But there was trouble too. At the feet of unparalleled advancement there was a tugging undercurrent of fear and discontent. People hated each other. People hated each other's Gods, their beliefs, their teachings, their loves, their families, their hopes. There was baggage. Everyone carried a load, and discourse walked with a stooped back. Nothing seemed right anymore. No one was happy. No one truly could be. For all they had, it seemed that they should be much, much farther along than they were. They lived in a relic. They were hobbled by wreckage. They were dogged by inefficiency. People yearned for more, but nothing answered their needs. Nothing and no one offered a solution. No one direction seemed better than another. The leaders were bankrupt and bereft of ideas. The priests were without comforting words. The masses could not be controlled. The populations could not be coordinated. No one agreed about anything, and these issues only got worse.
Earth came to the end of an age of deep avowal. The old ways stood in stark profile as never before, but were quickly passing into the dustbin of eternity. The clutching fingers on the rocky edifice of progress slipped and would grip no more. The breath escaped the lung, and none rushed in to replace it. As Jesus awoke from his dream, the people of earth, like him, were angry, angry and confused.
5. Jacob
In those days, long ago there was loneliness and isolation and Jesus experienced these as much as anyone. Distance, time, fog and mist separated him from his followers, and no true idea of the nature of his and their mutual effect existed. No one knew Jesus anymore, only writings, histories, priests, pundits and impostors. Jesus knew nothing of his followers, only imaginings, memories, expectations, guesses and hopes. There was no connection. No one really knew what Jesus would do, anymore than did Jesus.

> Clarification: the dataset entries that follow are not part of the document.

//! Token records and the immutable snapshot served to request handlers.
//!
//! Backing file format: a JSON array of records, each with a `token` string and
//! an optional nullable `maxReqs` integer. Unknown fields are ignored so the
//! provisioning tooling can attach its own metadata.

use serde::{Deserialize, Serialize};

use crate::error::{Result, TokenGateError};

/// Canonical empty token list (written on create and on self-heal).
pub const EMPTY_TOKEN_LIST: &str = "[]";

/// One API token.
#[derive(Debug, Clone, PartialEq, Eq, Serialize, Deserialize)]
pub struct Token {
    /// Opaque credential string.
    pub token: String,
    /// Reserved for quota enforcement; carried through untouched, negative
    /// values included.
    #[serde(rename = "maxReqs", default)]
    pub max_requests: Option<i64>,
}

impl Token {
    pub fn new(token: impl Into<String>) -> Self {
        Self {
            token: token.into(),
            max_requests: None,
        }
    }

    pub fn with_max_requests(mut self, max: i64) -> Self {
        self.max_requests = Some(max);
        self
    }
}

/// Point-in-time view of the full valid-token list.
///
/// Built completely before it is published and never mutated afterwards.
/// Readers holding an old snapshot keep a consistent view until they drop it.
#[derive(Debug, Clone, Default, PartialEq, Eq)]
pub struct TokenSnapshot {
    revision: u64,
    tokens: Vec<Token>,
}

impl TokenSnapshot {
    /// Bootstrap snapshot (revision 0, no tokens).
    pub fn empty() -> Self {
        Self::default()
    }

    pub fn new(revision: u64, tokens: Vec<Token>) -> Self {
        Self { revision, tokens }
    }

    /// Publish counter assigned by the store.
    pub fn revision(&self) -> u64 {
        self.revision
    }

    /// Tokens in backing-file order.
    pub fn tokens(&self) -> &[Token] {
        &self.tokens
    }

    pub fn len(&self) -> usize {
        self.tokens.len()
    }

    pub fn is_empty(&self) -> bool {
        self.tokens.is_empty()
    }

    /// First token (in file order) equal to `presented`.
    pub fn find(&self, presented: &str) -> Option<&Token> {
        self.tokens.iter().find(|t| t.token == presented)
    }
}

/// Parse backing-file content into an ordered token list.
///
/// Empty or whitespace-only content is the empty list. Records with an empty
/// `token` are dropped so a blank credential can never authorize.
pub fn parse_token_list(s: &str) -> Result<Vec<Token>> {
    if s.trim().is_empty() {
        return Ok(Vec::new());
    }

    let raw: Vec<Token> = serde_json::from_str(s)
        .map_err(|e| TokenGateError::BackingFileParse(format!("invalid token list: {e}")))?;

    let mut out = Vec::with_capacity(raw.len());
    for (index, t) in raw.into_iter().enumerate() {
        if t.token.is_empty() {
            tracing::warn!(index, "skipping token record with empty token");
            continue;
        }
        out.push(t);
    }
    Ok(out)
}

#[cfg(test)]
mod tests {
    #![allow(clippy::unwrap_used)]

    use super::*;

    #[test]
    fn max_reqs_defaults_to_none() {
        let list = parse_token_list(r#"[{"token":"a"},{"token":"b","maxReqs":10}]"#).unwrap();
        assert_eq!(list[0].max_requests, None);
        assert_eq!(list[1].max_requests, Some(10));
    }

    #[test]
    fn blank_content_is_empty_list() {
        assert!(parse_token_list("").unwrap().is_empty());
        assert!(parse_token_list(" \n\t").unwrap().is_empty());
    }

    #[test]
    fn empty_token_records_are_dropped() {
        let list = parse_token_list(r#"[{"token":""},{"token":"x"}]"#).unwrap();
        assert_eq!(list, vec![Token::new("x")]);
    }

    #[test]
    fn object_instead_of_array_is_parse_error() {
        let err = parse_token_list(r#"{"token":"x"}"#).unwrap_err();
        assert!(matches!(err, TokenGateError::BackingFileParse(_)));
    }

    #[test]
    fn unknown_fields_are_ignored() {
        let list = parse_token_list(r#"[{"token":"k","maxReqs":3,"owner":"ops"}]"#).unwrap();
        assert_eq!(list, vec![Token::new("k").with_max_requests(3)]);
    }
}
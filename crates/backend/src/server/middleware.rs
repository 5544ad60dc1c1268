use axum::{
    body::Body,
    extract::State,
    http::Request,
    middleware::Next,
    response::{IntoResponse, Response},
};
use axum_extra::extract::cookie::{Cookie, CookieJar, Expiration, SameSite};
use axum_macros::debug_middleware;
use threadlab_database::{
    common::BROWSER_ID_COOKIE,
    impls::ThreadlabContext,
    utils::generate_browser_id,
};
use time::{Duration, OffsetDateTime};

/// Random id of the browser which sent a request, see [BROWSER_ID_COOKIE].
#[derive(Clone, Debug, PartialEq)]
pub struct BrowserId(pub String);

/// Cookies which the reader keeps for the duration of a study.
pub fn build_cookie(name: String, value: String, secure: bool) -> Cookie<'static> {
    Cookie::build((name, value))
        .same_site(SameSite::Lax)
        .path("/")
        .http_only(true)
        .secure(secure)
        .expires(Expiration::DateTime(
            OffsetDateTime::now_utc() + Duration::weeks(52),
        ))
        .build()
}

/// Makes the browser id available as request extension [BrowserId]. Browsers without id
/// cookie get a new one.
#[debug_middleware]
pub(super) async fn browser_id_middleware(
    State(context): State<ThreadlabContext>,
    jar: CookieJar,
    mut request: Request<Body>,
    next: Next,
) -> Response {
    let existing = jar
        .get(BROWSER_ID_COOKIE)
        .map(|c| c.value().to_string())
        .filter(|v| !v.is_empty());
    let id = existing.clone().unwrap_or_else(generate_browser_id);
    request.extensions_mut().insert(BrowserId(id.clone()));
    let response = next.run(request).await;
    if existing.is_some() {
        return response;
    }
    let cookie = build_cookie(
        BROWSER_ID_COOKIE.to_string(),
        id,
        context.conf.options.secure_cookies,
    );
    (jar.add(cookie), response).into_response()
}
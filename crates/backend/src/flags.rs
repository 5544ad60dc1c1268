//! Vote and comment flags of a browser, kept in cookies named like `upvotes_3_default_0`.

use crate::server::middleware::build_cookie;
use axum_extra::extract::cookie::{Cookie, CookieJar};
use threadlab_database::{
    common::{comment::Polarity, newtypes::ArticleId, newtypes::CommentId},
    error::BackendResult,
    impls::Store,
};
use threadlab_discussion::voting::{FlagKind, VoteFlags, VoteSink, VoteTarget};

const FLAG_VALUE: &str = "true";

/// Flags read from the request cookies. Changes are collected in the jar, which needs to be
/// returned with the response.
pub struct CookieFlags {
    jar: CookieJar,
    secure: bool,
}

impl CookieFlags {
    pub fn new(jar: CookieJar, secure: bool) -> Self {
        Self { jar, secure }
    }

    pub fn into_jar(self) -> CookieJar {
        self.jar
    }
}

impl VoteFlags for CookieFlags {
    fn is_set(&self, kind: FlagKind, article_id: ArticleId, comment_id: &CommentId) -> bool {
        self.jar
            .get(&kind.flag_name(article_id, comment_id))
            .is_some_and(|c| c.value() == FLAG_VALUE)
    }

    fn set(&mut self, kind: FlagKind, article_id: ArticleId, comment_id: &CommentId) {
        let cookie = build_cookie(
            kind.flag_name(article_id, comment_id),
            FLAG_VALUE.to_string(),
            self.secure,
        );
        self.jar = std::mem::take(&mut self.jar).add(cookie);
    }

    fn clear(&mut self, kind: FlagKind, article_id: ArticleId, comment_id: &CommentId) {
        // path has to match the one used when setting
        let cookie = Cookie::build(kind.flag_name(article_id, comment_id)).path("/");
        self.jar = std::mem::take(&mut self.jar).remove(cookie);
    }
}

/// Persists vote changes as counter updates in the store.
pub struct StoreVoteSink<'a>(pub &'a dyn Store);

impl VoteSink for StoreVoteSink<'_> {
    fn persist(&self, target: &VoteTarget, polarity: Polarity, delta: i32) -> BackendResult<()> {
        self.0.update_votes(
            target.article_id,
            &target.comment_id,
            polarity,
            delta,
            &target.ancestor_ids,
        )?;
        Ok(())
    }
}

#[cfg(test)]
mod test {
    use super::*;
    use threadlab_discussion::voting::current_state;
    use threadlab_discussion::voting::VoteState;

    #[test]
    fn test_cookie_flags() {
        let id = CommentId::from("abc");
        let jar = CookieJar::new().add(Cookie::new("upvotes_1_abc", "true"));
        let mut flags = CookieFlags::new(jar, false);
        assert_eq!(VoteState::Upvoted, current_state(&flags, ArticleId(1), &id));
        assert!(!flags.is_set(FlagKind::Upvotes, ArticleId(2), &id));

        flags.clear(FlagKind::Upvotes, ArticleId(1), &id);
        flags.set(FlagKind::Downvotes, ArticleId(1), &id);
        assert_eq!(VoteState::Downvoted, current_state(&flags, ArticleId(1), &id));

        let jar = flags.into_jar();
        assert!(jar.get("upvotes_1_abc").is_none());
        assert_eq!(Some("true"), jar.get("downvotes_1_abc").map(|c| c.value()));
    }
}
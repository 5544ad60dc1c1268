use chrono::Utc;
use log::info;
use threadlab_database::{
    common::{
        article::{ArticleForm, StudyForm},
        comment::Comment,
        newtypes::CommentId,
    },
    error::BackendError,
    impls::ThreadlabContext,
};

const EXAMPLE_ARTICLE_TEXT: &str = "The city council approved next year's budget on Tuesday \
after a four hour session. Spending on public transit rises by twelve percent, while the \
road maintenance budget stays flat.

Several residents spoke against the plan during the public comment period.";

fn seed(content: &str, name: &str, upvotes: i32, replies: Vec<Comment>) -> Comment {
    Comment {
        // assigned on creation
        id: CommentId::default(),
        content: content.to_string(),
        name: name.to_string(),
        created_at: Utc::now(),
        upvotes,
        downvotes: 0,
        parent_id: None,
        grand_parent_id: None,
        response_id: None,
        replies,
    }
}

/// Create an example study with one article and a few seed threads, so that a fresh
/// installation has something to show.
pub fn setup(context: &ThreadlabContext) -> Result<(), BackendError> {
    let study = context.store.create_study(StudyForm {
        name: "Example study".to_string(),
        description: "Created automatically, can be ignored".to_string(),
    })?;
    let default_comments = vec![
        seed(
            "Finally some money for buses. The 12 line is always packed.",
            "Maria",
            14,
            vec![seed(
                "Packed buses are a sign that people use them, not that they need more money.",
                "",
                3,
                vec![seed("Both can be true.", "Maria", 5, vec![])],
            )],
        ),
        seed(
            "Nobody asked the people who drive to work every day.",
            "Tom",
            6,
            vec![],
        ),
    ];
    let article = context.store.create_article(ArticleForm {
        title: "City council passes transit-heavy budget".to_string(),
        author: "Newsroom".to_string(),
        text: EXAMPLE_ARTICLE_TEXT.to_string(),
        study_id: Some(study.id),
        show_default_comments: true,
        default_comments,
    })?;
    info!("Created example article {} ({})", article.id, article.slug);
    Ok(())
}
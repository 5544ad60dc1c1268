use crate::api::api_routes;
use axum::{Router, middleware::from_fn_with_state};
use log::{info, warn};
use middleware::browser_id_middleware;
use std::net::SocketAddr;
use threadlab_database::{error::BackendResult, impls::ThreadlabContext};
use tokio::{net::TcpListener, sync::oneshot};
use tower_http::{compression::CompressionLayer, cors::CorsLayer};

pub(crate) mod middleware;
pub(super) mod setup;

pub(super) async fn start_server(
    context: ThreadlabContext,
    override_hostname: Option<SocketAddr>,
    notify_start: Option<oneshot::Sender<()>>,
) -> BackendResult<()> {
    let addr = override_hostname.unwrap_or(context.conf.options.bind);

    let app = Router::new()
        .nest("/api/v1", api_routes())
        .layer(from_fn_with_state(context.clone(), browser_id_middleware))
        .layer(CorsLayer::permissive())
        .layer(CompressionLayer::new())
        .with_state(context);

    info!("Listening on {}", &addr);
    let listener = TcpListener::bind(&addr).await?;
    if let Some(notify_start) = notify_start {
        if notify_start.send(()).is_err() {
            warn!("Nobody waiting for server start");
        }
    }
    axum::serve(
        listener,
        app.into_make_service_with_connect_info::<SocketAddr>(),
    )
    .await?;
    Ok(())
}
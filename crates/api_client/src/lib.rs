use http::{Method, StatusCode};
use log::info;
use serde::{Deserialize, Serialize};
use std::fmt::{Debug, Display, Formatter};

pub mod article;
pub mod comment;
pub mod dashboard;

pub type ClientResult<T> = Result<T, ClientError>;

/// Error text returned by the api, or a transport error.
#[derive(Debug, Clone, PartialEq)]
pub struct ClientError(pub String);

impl Display for ClientError {
    fn fmt(&self, f: &mut Formatter<'_>) -> std::fmt::Result {
        f.write_str(&self.0)
    }
}

impl std::error::Error for ClientError {}

impl From<reqwest::Error> for ClientError {
    fn from(value: reqwest::Error) -> Self {
        ClientError(value.to_string())
    }
}

/// Http client for the threadlab api. Cookies are kept between requests, so one client acts
/// like one browser.
#[derive(Clone, Debug)]
pub struct ApiClient {
    client: reqwest::Client,
    pub hostname: String,
    admin_token: Option<String>,
}

impl ApiClient {
    pub fn new(hostname: String) -> ClientResult<Self> {
        let client = reqwest::Client::builder().cookie_store(true).build()?;
        Ok(Self {
            client,
            hostname,
            admin_token: None,
        })
    }

    /// Send the token as bearer auth, needed for admin endpoints.
    pub fn with_admin_token(mut self, token: &str) -> Self {
        self.admin_token = Some(token.to_string());
        self
    }

    async fn get<T, R>(&self, endpoint: &str, query: Option<R>) -> ClientResult<T>
    where
        T: for<'de> Deserialize<'de>,
        R: Serialize + Debug,
    {
        let (status, text, url) = self.send(Method::GET, endpoint, query).await?;
        Self::response(status, text, &url)
    }

    /// For endpoints which dont return json, like csv exports.
    async fn get_text<R>(&self, endpoint: &str, query: Option<R>) -> ClientResult<String>
    where
        R: Serialize + Debug,
    {
        let (status, text, url) = self.send(Method::GET, endpoint, query).await?;
        if status == StatusCode::OK {
            Ok(text)
        } else {
            info!("API error: {text} on {url} status {status}");
            Err(ClientError(text))
        }
    }

    async fn post<T, R>(&self, endpoint: &str, params: Option<R>) -> ClientResult<T>
    where
        T: for<'de> Deserialize<'de>,
        R: Serialize + Debug,
    {
        let (status, text, url) = self.send(Method::POST, endpoint, params).await?;
        Self::response(status, text, &url)
    }

    async fn delete<T, R>(&self, endpoint: &str, params: Option<R>) -> ClientResult<T>
    where
        T: for<'de> Deserialize<'de>,
        R: Serialize + Debug,
    {
        let (status, text, url) = self.send(Method::DELETE, endpoint, params).await?;
        Self::response(status, text, &url)
    }

    async fn send<P>(
        &self,
        method: Method,
        path: &str,
        params: Option<P>,
    ) -> ClientResult<(StatusCode, String, String)>
    where
        P: Serialize + Debug,
    {
        let mut req = self
            .client
            .request(method.clone(), self.request_endpoint(path));
        // comment bodies contain nested lists, so they are sent as json instead of a form
        req = match (method == Method::GET, &params) {
            (true, Some(params)) => req.query(params),
            (false, Some(params)) => req.json(params),
            (_, None) => req,
        };
        if let Some(token) = &self.admin_token {
            req = req.bearer_auth(token);
        }
        let res = req.send().await?;
        let status = res.status();
        let url = res.url().to_string();
        let text = res.text().await?;
        Ok((status, text, url))
    }

    fn response<T>(status: StatusCode, text: String, url: &str) -> ClientResult<T>
    where
        T: for<'de> Deserialize<'de>,
    {
        if status != StatusCode::OK {
            info!("API error: {text} on {url} status {status}");
            return Err(ClientError(text));
        }
        serde_json::from_str(&text).map_err(|e| {
            info!("Failed to deserialize api response: {e} from {text} on {url}");
            ClientError(text)
        })
    }

    fn request_endpoint(&self, path: &str) -> String {
        format!("http://{}{path}", &self.hostname)
    }
}
use log::info;
use server::{setup::setup, start_server};
use std::net::SocketAddr;
use threadlab_database::{config::ThreadlabConfig, error::BackendResult, impls::ThreadlabContext};
use tokio::sync::oneshot;

pub mod api;
pub mod flags;
mod interactions;
mod server;

pub async fn start(
    config: ThreadlabConfig,
    override_hostname: Option<SocketAddr>,
    notify_start: Option<oneshot::Sender<()>>,
) -> BackendResult<()> {
    let context = ThreadlabContext::init(config)?;

    if context.conf.setup.seed_example_article && context.store.list_articles(None)?.is_empty() {
        info!("Creating example article for empty store");
        setup(&context)?;
    }

    start_server(context, override_hostname, notify_start).await?;

    Ok(())
}
use super::SEED_COMMENT_PREFIX;
#[cfg(feature = "postgres")]
use diesel_derive_newtype::DieselNewType;
use serde::{Deserialize, Serialize};
use std::fmt::{Display, Formatter};
use uuid::Uuid;

#[derive(Debug, Copy, Clone, Hash, Eq, PartialEq, Default, Serialize, Deserialize)]
#[cfg_attr(feature = "postgres", derive(DieselNewType))]
pub struct ArticleId(pub i32);

#[derive(Debug, Copy, Clone, Hash, Eq, PartialEq, Default, Serialize, Deserialize)]
#[cfg_attr(feature = "postgres", derive(DieselNewType))]
pub struct StudyId(pub i32);

#[derive(Debug, Copy, Clone, Hash, Eq, PartialEq, Default, Serialize, Deserialize)]
#[cfg_attr(feature = "postgres", derive(DieselNewType))]
pub struct InteractionId(pub i32);

/// Comments are addressed by strings so that researcher-authored seed comments can carry a
/// readable id with the reserved [SEED_COMMENT_PREFIX].
#[derive(Debug, Clone, Hash, Eq, PartialEq, PartialOrd, Ord, Default, Serialize, Deserialize)]
#[cfg_attr(feature = "postgres", derive(DieselNewType))]
#[serde(transparent)]
pub struct CommentId(pub String);

impl CommentId {
    pub fn generate() -> Self {
        CommentId(Uuid::new_v4().to_string())
    }

    pub fn seed(index: usize) -> Self {
        CommentId(format!("{SEED_COMMENT_PREFIX}{index}"))
    }

    pub fn is_seed(&self) -> bool {
        self.0.starts_with(SEED_COMMENT_PREFIX)
    }

    pub fn as_str(&self) -> &str {
        &self.0
    }
}

impl Display for CommentId {
    fn fmt(&self, f: &mut Formatter<'_>) -> std::fmt::Result {
        f.write_str(&self.0)
    }
}

impl From<&str> for CommentId {
    fn from(value: &str) -> Self {
        CommentId(value.to_string())
    }
}

impl Display for ArticleId {
    fn fmt(&self, f: &mut Formatter<'_>) -> std::fmt::Result {
        write!(f, "{}", self.0)
    }
}

#[test]
fn test_seed_prefix() {
    assert!(CommentId::seed(3).is_seed());
    assert_eq!("default_3", CommentId::seed(3).as_str());
    assert!(!CommentId::generate().is_seed());
}
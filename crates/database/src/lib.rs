pub mod common;
pub mod config;
pub mod error;
pub mod impls;
#[cfg(feature = "postgres")]
mod schema;
pub mod utils;
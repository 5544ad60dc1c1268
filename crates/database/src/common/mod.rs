pub mod article;
pub mod comment;
pub mod event;
pub mod interaction;
pub mod newtypes;

use serde::{Deserialize, Serialize};

/// Ids of researcher-authored seed comments start with this prefix. Live comments never do.
pub const SEED_COMMENT_PREFIX: &str = "default_";

/// Shown when a comment was submitted without a display name.
pub const ANONYMOUS_NAME: &str = "Anonymous";

/// Depth of the deepest allowed comment: top-level is 0, reply 1, sub-reply 2.
pub const MAX_COMMENT_DEPTH: usize = 2;

/// Cookie holding the random id which identifies a browser in interaction logs.
pub static BROWSER_ID_COOKIE: &str = "threadlab_uid";

#[derive(Deserialize, Serialize, Debug)]
pub struct SuccessResponse {
    success: bool,
}

impl Default for SuccessResponse {
    fn default() -> Self {
        Self { success: true }
    }
}
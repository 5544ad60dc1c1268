use crate::{
    common::{
        MAX_COMMENT_DEPTH,
        article::{Article, ArticleForm, Study, StudyForm},
        comment::{CommentInsertForm, DbComment, Polarity},
        event::CommentEvent,
        interaction::{Interaction, InteractionForm, InteractionQuery},
        newtypes::{ArticleId, CommentId, StudyId},
    },
    config::{StoreBackend, ThreadlabConfig},
    error::{BackendResult, NotFoundError},
};
use anyhow::anyhow;
use log::debug;
use std::sync::Arc;
use tokio::sync::broadcast;

pub mod memory;
#[cfg(feature = "postgres")]
pub mod postgres;
pub mod tree;

/// Maps comment operations onto storage. Comments are kept as an adjacency list, each row
/// knows its parent and (for sub-replies) its top-level ancestor.
pub trait CommentStore: Send + Sync {
    /// Store a new comment below the given ancestors and return its id. The creation time is
    /// assigned by the store.
    fn save(&self, form: CommentInsertForm) -> BackendResult<CommentId>;

    /// Delete the comment and all of its replies, deepest first. Returns the number of
    /// removed comments, which is zero if the comment did not exist.
    fn delete(
        &self,
        article_id: ArticleId,
        comment_id: &CommentId,
        parent_id: Option<&CommentId>,
        grand_parent_id: Option<&CommentId>,
    ) -> BackendResult<usize>;

    /// Add `delta` to one vote counter, never going below zero. Seed comments are ignored and
    /// `false` is returned.
    fn update_votes(
        &self,
        article_id: ArticleId,
        comment_id: &CommentId,
        polarity: Polarity,
        delta: i32,
        ancestor_ids: &[CommentId],
    ) -> BackendResult<bool>;

    fn read(&self, article_id: ArticleId, comment_id: &CommentId) -> BackendResult<DbComment>;

    fn list_for_article(&self, article_id: ArticleId) -> BackendResult<Vec<DbComment>>;
}

pub trait ArticleStore: Send + Sync {
    fn create_article(&self, form: ArticleForm) -> BackendResult<Article>;

    fn read_article(&self, id: ArticleId) -> BackendResult<Article>;

    fn list_articles(&self, study_id: Option<StudyId>) -> BackendResult<Vec<Article>>;

    fn create_study(&self, form: StudyForm) -> BackendResult<Study>;

    fn read_study(&self, id: StudyId) -> BackendResult<Study>;

    fn list_studies(&self) -> BackendResult<Vec<Study>>;
}

pub trait InteractionStore: Send + Sync {
    fn log_interaction(&self, form: InteractionForm) -> BackendResult<Interaction>;

    fn list_interactions(&self, query: &InteractionQuery) -> BackendResult<Vec<Interaction>>;
}

pub trait Store: CommentStore + ArticleStore + InteractionStore {}

impl<T: CommentStore + ArticleStore + InteractionStore> Store for T {}

#[derive(Clone)]
pub struct ThreadlabContext {
    pub store: Arc<dyn Store>,
    pub conf: ThreadlabConfig,
    pub events: broadcast::Sender<CommentEvent>,
}

impl ThreadlabContext {
    pub fn init(config: ThreadlabConfig) -> BackendResult<Self> {
        let store: Arc<dyn Store> = match config.database.backend {
            #[cfg(feature = "postgres")]
            StoreBackend::Postgres => {
                let database_url = std::env::var("DATABASE_URL")
                    .unwrap_or(config.database.connection_url.clone());
                Arc::new(postgres::PgStore::connect(
                    &database_url,
                    config.database.pool_size,
                )?)
            }
            #[cfg(not(feature = "postgres"))]
            StoreBackend::Postgres => {
                return Err(anyhow!(
                    "Postgres backend configured, but built without the postgres feature"
                )
                .into());
            }
            StoreBackend::Memory => Arc::new(memory::MemoryStore::default()),
        };
        Ok(Self::with_store(config, store))
    }

    pub fn with_store(config: ThreadlabConfig, store: Arc<dyn Store>) -> Self {
        let (events, _) = broadcast::channel(config.options.event_capacity.max(1));
        ThreadlabContext {
            store,
            conf: config,
            events,
        }
    }

    /// Tell all subscribed views that a discussion changed. Nobody listening is fine.
    pub fn notify(&self, event: CommentEvent) {
        if self.events.send(event).is_err() {
            debug!("No subscribers for comment event");
        }
    }
}

/// Where a new comment goes in the tree.
#[derive(Debug, Clone, PartialEq)]
pub(crate) struct Placement {
    pub depth: i32,
    pub parent_id: Option<CommentId>,
    pub grand_parent_id: Option<CommentId>,
}

/// Check the ancestor path of a new comment. `read` returns the stored row for an id, or
/// `None` if it doesnt exist.
pub(crate) fn resolve_placement<F>(
    article_id: ArticleId,
    ancestor_ids: &[CommentId],
    mut read: F,
) -> BackendResult<Placement>
where
    F: FnMut(&CommentId) -> BackendResult<Option<DbComment>>,
{
    if ancestor_ids.len() > MAX_COMMENT_DEPTH {
        return Err(anyhow!("Max comment depth reached").into());
    }
    if ancestor_ids.iter().any(CommentId::is_seed) {
        return Err(anyhow!("Cant reply to default comments").into());
    }
    let Some(parent_id) = ancestor_ids.last() else {
        return Ok(Placement {
            depth: 0,
            parent_id: None,
            grand_parent_id: None,
        });
    };
    let parent =
        read(parent_id)?.ok_or_else(|| NotFoundError(format!("parent comment {parent_id}")))?;
    if parent.article_id != article_id {
        return Err(anyhow!("Invalid article_id/parent_id combination").into());
    }
    let depth = ancestor_ids.len() as i32;
    let grand_parent_id = if ancestor_ids.len() == 2 {
        Some(ancestor_ids[0].clone())
    } else {
        None
    };
    if parent.depth + 1 != depth || parent.parent_id != grand_parent_id {
        return Err(anyhow!("Ancestor path does not match stored comments").into());
    }
    Ok(Placement {
        depth,
        parent_id: Some(parent_id.clone()),
        grand_parent_id,
    })
}

/// Check that optional path hints given by the caller agree with the stored row.
pub(crate) fn check_path(
    row: &DbComment,
    parent_id: Option<&CommentId>,
    grand_parent_id: Option<&CommentId>,
) -> BackendResult<()> {
    if parent_id.is_some_and(|p| row.parent_id.as_ref() != Some(p))
        || grand_parent_id.is_some_and(|g| row.grand_parent_id.as_ref() != Some(g))
    {
        return Err(anyhow!("Comment {} is not at the given path", row.id).into());
    }
    Ok(())
}

/// Same as [check_path] for an ancestor list ordered from the top-level comment down.
pub(crate) fn check_ancestors(row: &DbComment, ancestor_ids: &[CommentId]) -> BackendResult<()> {
    match ancestor_ids {
        [] => Ok(()),
        [parent] => check_path(row, Some(parent), None),
        [grand_parent, parent] => check_path(row, Some(parent), Some(grand_parent)),
        _ => Err(anyhow!("Max comment depth reached").into()),
    }
}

Maybe. There is always an exception. There is always someone. There is no such thing as a vacuum. There is such thing as love though, and love always rushes in where there is need. So find a need, as we have, and we will find a hero. That hero went by the name, Jacob. Just Jacob. That would be the man, an ordinary man of the transition time, the change, the millennial period. Jacob was someone who thought, who loved, who tried, who suffered, who lived and died, and lived and died and lived again and again and again all in the simple span of his ordinary years on earth. And, he was not really even elderly. He was just wise. That was Jacob.
That was Jacob and there was nothing else to say that could be said, only more than can be spoken. Jacob was of his time, and his time was rich. Oh yes, his time was rich beyond belief, so Jacob was rich despite his station. Jacob was a rag king. That was Jacob. His time was interesting, so interesting, so yes, Jacob was interesting beyond comprehension, because Jacob was aware. Not only was he aware, as many are- true prophets, children, madmen, soldiers and ecstatics- but he put his experience into material and ideological form, so Jacob was fascinating beyond all knowing. Some said, some said, some said Jacob was fascinating in comparison to any ever, perhaps to, even the other of whom we've seen, he who went by the name, Jesus.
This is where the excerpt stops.